Everett appears to have been pleased with DeWitt’s choice of words.* Wheeler once advised him that, whilst he ‘mostly’ believed in the interpretation, he reserved Tuesdays once a month to disbelieve it. But his reservations were stronger than this anecdote would imply, and in time he withdrew his support, such as it had been, later accepting that the interpretation ‘carried too much metaphysical baggage along with it’, and made ‘science into a kind of mysticism’.9 But even as he distanced himself he acknowledged Everett’s contribution as one of the most original and important in decades.10
DeWitt secured a copy of Everett’s original dissertation from his wife Nancy. With Everett’s blessing and the help of his student Neill Graham, DeWitt published this in 1973, together with Everett’s 1957 paper, an ‘assessment’ of this paper published back to back in the same journal by Wheeler, DeWitt’s Physics Today article, and a couple of further supportive articles by DeWitt, Graham, and Leon Cooper and Deborah van Vechten. The book is titled The Many Worlds Interpretation of Quantum Mechanics.
Schrödinger’s cat is no longer simultaneously alive and dead in one and the same world, it is alive in one world and dead in another.
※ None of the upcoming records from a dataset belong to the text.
//! Renders the lifecycle of a legislative proposal (a "Vorgang") into
//! pages for a static site generator: TOML front matter for the header,
//! a markdown timeline for the body, and the three category index pages.
//!
//! The free functions use [`RenderConfig::default`]; build a
//! [`PageRenderer`] to change template names or fallback texts.

pub mod config;
pub mod domain;
pub mod errors;
pub mod models;
pub mod templates;


pub use config::RenderConfig;
pub use domain::Status;
pub use errors::{RenderError, RenderResult};
pub use models::{Autor, Dokument, DokumentRef, Gremium, Initiator, Station, Vorgang};
pub use templates::{Kategorie, PageRenderer};

/// Front matter of a law page, delimited by `+++` lines.
///
/// Fails with [`RenderError::EmptyStations`] when the record has no station.
pub fn render_header(vorgang: &Vorgang) -> RenderResult<String> {
    PageRenderer::default().header(vorgang)
}

/// Markdown body of a law page: the sorted timeline, then the further links.
///
/// Fails with [`RenderError::EmptyStations`] when the record has no station.
pub fn render_body(vorgang: &Vorgang) -> RenderResult<String> {
    PageRenderer::default().body(vorgang)
}

/// Header and body joined by a blank line.
pub fn render_content(vorgang: &Vorgang) -> RenderResult<String> {
    PageRenderer::default().content(vorgang)
}

/// Category page a law is listed on, `None` when its status is unknown.
pub fn kategorie(vorgang: &Vorgang) -> RenderResult<Option<Kategorie>> {
    PageRenderer::default().kategorie(vorgang)
}

/// Category index page listing `laws` under the fixed station tables.
pub fn render_category_page(kategorie: Kategorie, laws: &[String]) -> String {
    PageRenderer::default().category_page(kategorie, laws)
}

/// Category page "In Vorbereitung".
pub fn render_vorbereitung(laws: &[String]) -> String {
    render_category_page(Kategorie::Vorbereitung, laws)
}

/// Category page "In Beratung".
pub fn render_beratung(laws: &[String]) -> String {
    render_category_page(Kategorie::Beratung, laws)
}

/// Category page "In Nachbereitung".
pub fn render_nachbereitung(laws: &[String]) -> String {
    render_category_page(Kategorie::Nachbereitung, laws)
}
mod vorgang;

pub use vorgang::{Autor, Dokument, DokumentRef, Gremium, Initiator, Station, Vorgang};
mod category_tests;
mod content_tests;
With repeated measurements, the number of worlds splitting off from each other multiplies rapidly. The act of measurement has no special place in the many-worlds interpretation, so there is no reason to define measurement to be distinct from any process involving a quantum superposition. We can suppose that a great many such processes have occurred since the Big Bang origin of the Universe, some 13.8 billion years ago. Each will have split the world into as many branches as there have been components in the various superpositions that have formed since.
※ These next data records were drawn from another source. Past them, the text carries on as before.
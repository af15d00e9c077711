use crate::models::{Dokument, Initiator, Station, Vorgang};
use chrono::{DateTime, TimeZone, Utc};

/// Noon UTC on the given day, so the rendered date is stable.
pub fn at(year: i32, month: u32, day: u32) -> DateTime<Utc> {
    Utc.with_ymd_and_hms(year, month, day, 12, 0, 0)
        .single()
        .unwrap_or_else(|| panic!("invalid test date {year}-{month}-{day}"))
}

/// Station without documents or committee.
pub fn station(typ: &str, zp_start: DateTime<Utc>) -> Station {
    Station {
        typ: typ.to_string(),
        zp_start,
        dokumente: Vec::new(),
        gremium: None,
    }
}

pub fn with_docs(mut station: Station, docs: Vec<Dokument>) -> Station {
    station.dokumente = docs.into_iter().map(Into::into).collect();
    station
}

/// Document with a generic title and only the required fields.
pub fn dokument(typ: &str, link: &str) -> Dokument {
    Dokument {
        typ: typ.to_string(),
        titel: "Drucksache".to_string(),
        link: link.to_string(),
        zusammenfassung: None,
        drucksnr: None,
        autoren: None,
    }
}

pub fn vorgang(stationen: Vec<Station>) -> Vorgang {
    Vorgang {
        titel: "Testgesetz".to_string(),
        typ: "gg-einspruch".to_string(),
        initiatoren: vec![Initiator {
            organisation: "Bundesregierung".to_string(),
        }],
        stationen,
        links: None,
    }
}

pub fn initiatoren(orgs: &[&str]) -> Vec<Initiator> {
    orgs.iter()
        .map(|o| Initiator {
            organisation: o.to_string(),
        })
        .collect()
}

/// A Vorgang as the upstream API delivers it.
pub const SAMPLE_JSON: &str = r#"{
    "titel": "Gesetz zur Stärkung\n   der Digitalisierung",
    "typ": "gg-zustimmung",
    "initiatoren": [
        {"organisation": "Bundesregierung"},
        {"organisation": "Bundesrat"},
        {"organisation": "Bundesregierung"}
    ],
    "stationen": [
        {
            "typ": "parl-ausschber",
            "zp_start": "2024-05-14T09:00:00Z",
            "gremium": {"name": "Ausschuss für Digitales"},
            "dokumente": [
                {
                    "typ": "entwurf",
                    "titel": "Beschlussfassung Digitalgesetz",
                    "link": "https://dserver.bundestag.de/btd/20/111/2011100.pdf",
                    "zusammenfassung": "Überarbeiteter Entwurf.",
                    "drucksnr": "20/11100",
                    "autoren": [{"person": "Erika Mustermann"}, {"person": null}]
                }
            ]
        },
        {
            "typ": "parl-initiativ",
            "zp_start": "2024-02-01T09:00:00Z",
            "dokumente": [
                {
                    "typ": "entwurf",
                    "titel": "Entwurf eines Digitalgesetzes",
                    "link": "https://dserver.bundestag.de/btd/20/100/2010000.pdf",
                    "zusammenfassung": "Erster Entwurf."
                }
            ]
        },
        {
            "typ": "preparl-regent",
            "zp_start": "2023-11-20T09:00:00Z",
            "dokumente": ["7b0c2f4e-9f51-4b39-8a53-3a8d9b1c0e11"]
        }
    ],
    "links": [
        "https://dip.bundestag.de/vorgang/digitalgesetz/305000"
    ]
}"#;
In his Physics Today article, DeWitt estimated that by now there must be more than 10100+ different branches, or distinct worlds. Each of these worlds contain ‘slightly imperfect copies of oneself all splitting into further copies, which ultimately become unrecognizable…. Here is schizophrenia with a vengeance.’11
Because it assumes only the continuous mechanics described by the Schrödinger equation, and nothing more, the many-worlds interpretation is often advertised as satisfying the demand that quantum mechanics be regarded as a complete theory. If that’s the case, then the title I’ve chosen for this chapter is incorrect. Needless to say, I don’t agree. Whilst the theory might be mathematically complete (and there are more arguments to come on this score), I think completing the theory by invoking an enormous multiplicity of mutually unobservable real worlds is rather costly, and certainly not ‘nothing’. It has been observed that the many-worlds interpretation is ‘cheap on assumptions, but expensive on universes’.12
Caught in a strong trade wind, the Ship of Science is hurtling relentlessly towards Charybdis, that dangerous whirlpool of metaphysical nonsense about the nature of reality.
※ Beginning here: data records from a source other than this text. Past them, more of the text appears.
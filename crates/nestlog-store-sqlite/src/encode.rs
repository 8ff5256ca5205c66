//! Encoding and decoding helpers between Rust domain types and the plain-text
//! representations stored in SQLite columns.
//!
//! Timestamps are stored as RFC 3339 UTC strings with a fixed microsecond
//! width, so lexical order in SQL equals chronological order. Metadata is
//! stored as compact JSON. UUIDs are stored as hyphenated lowercase strings.

use chrono::{DateTime, SecondsFormat, SubsecRound as _, Utc};
use nestlog_core::{
  event::{Event, EventKind, EventMetadata},
  user::User,
};
use uuid::Uuid;

use crate::{Error, Result};

// ─── Uuid ─────────────────────────────────────────────────────────────────────

pub fn encode_uuid(id: Uuid) -> String { id.hyphenated().to_string() }

pub fn decode_uuid(s: &str) -> Result<Uuid> { Ok(Uuid::parse_str(s)?) }

// ─── DateTime<Utc> ────────────────────────────────────────────────────────────

/// Drop precision the column cannot hold.
pub fn truncate_dt(dt: DateTime<Utc>) -> DateTime<Utc> { dt.trunc_subsecs(6) }

pub fn encode_dt(dt: DateTime<Utc>) -> String {
  dt.to_rfc3339_opts(SecondsFormat::Micros, true)
}

pub fn decode_dt(s: &str) -> Result<DateTime<Utc>> {
  DateTime::parse_from_rfc3339(s)
    .map(|dt| dt.with_timezone(&Utc))
    .map_err(|e| Error::DateParse(e.to_string()))
}

// ─── Metadata ────────────────────────────────────────────────────────────────

pub fn encode_metadata(metadata: &EventMetadata) -> Result<String> {
  Ok(metadata.to_json()?.to_string())
}

/// Decode a stored payload, treating one that no longer fits its kind as
/// absent.
pub fn decode_metadata(
  event_id: &str,
  kind: EventKind,
  raw: &str,
) -> Option<EventMetadata> {
  let decoded = serde_json::from_str(raw)
    .map_err(nestlog_core::Error::from)
    .and_then(|value| EventMetadata::from_parts(kind, value));

  match decoded {
    Ok(metadata) => Some(metadata),
    Err(e) => {
      tracing::warn!(event_id, %kind, error = %e, "ignoring malformed event metadata");
      None
    }
  }
}

// ─── Row types ───────────────────────────────────────────────────────────────

/// Column list shared by every `events` query, in [`RawEvent::from_row`] order.
pub const EVENT_COLUMNS: &str =
  "event_id, user_id, event_type, start_time, end_time, metadata, created_at";

/// Raw strings read directly from an `events` row.
pub struct RawEvent {
  pub event_id:   String,
  pub user_id:    String,
  pub event_type: String,
  pub start_time: String,
  pub end_time:   Option<String>,
  pub metadata:   Option<String>,
  pub created_at: String,
}

impl RawEvent {
  pub fn from_row(row: &rusqlite::Row<'_>) -> rusqlite::Result<Self> {
    Ok(Self {
      event_id:   row.get(0)?,
      user_id:    row.get(1)?,
      event_type: row.get(2)?,
      start_time: row.get(3)?,
      end_time:   row.get(4)?,
      metadata:   row.get(5)?,
      created_at: row.get(6)?,
    })
  }

  pub fn into_event(self) -> Result<Event> {
    let kind = EventKind::parse(&self.event_type)?;
    let metadata = self
      .metadata
      .as_deref()
      .and_then(|raw| decode_metadata(&self.event_id, kind, raw));

    Ok(Event {
      event_id: decode_uuid(&self.event_id)?,
      user_id: decode_uuid(&self.user_id)?,
      kind,
      start_time: decode_dt(&self.start_time)?,
      end_time: self.end_time.as_deref().map(decode_dt).transpose()?,
      metadata,
      created_at: decode_dt(&self.created_at)?,
    })
  }
}

/// Raw strings read directly from a `users` row.
pub struct RawUser {
  pub user_id:    String,
  pub name:       Option<String>,
  pub created_at: String,
}

impl RawUser {
  pub fn from_row(row: &rusqlite::Row<'_>) -> rusqlite::Result<Self> {
    Ok(Self {
      user_id:    row.get(0)?,
      name:       row.get(1)?,
      created_at: row.get(2)?,
    })
  }

  pub fn into_user(self) -> Result<User> {
    Ok(User {
      user_id:    decode_uuid(&self.user_id)?,
      name:       self.name,
      created_at: decode_dt(&self.created_at)?,
    })
  }
}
There have been many efforts at rehabilitation in the years that have followed. It’s not clear what splitting the world implies for the interference terms in the superposition, and one of Dieter Zeh’s motivations for developing ideas about decoherence was to replace the notion of ‘many worlds’ with that of ‘multiconsciousness’, or what is now known as the ‘many minds’ interpretation.13 The splitting or branching of worlds or universes is replaced by the splitting or branching of the observer’s consciousness. The observer is never consciously aware of the superposition, since environmental decoherence destroys (or, more correctly, suppresses) the interference terms. The observer is only ever consciously aware of one outcome, but the other outcomes nevertheless exist in the observer’s mind, although these alternative states of consciousness are inaccessible. In short, the observer does not possess a single mind but rather a multiplicity (or even a continuous infinity) of minds, each weighted according to the amplitude of the wavefunction such that one is dominant.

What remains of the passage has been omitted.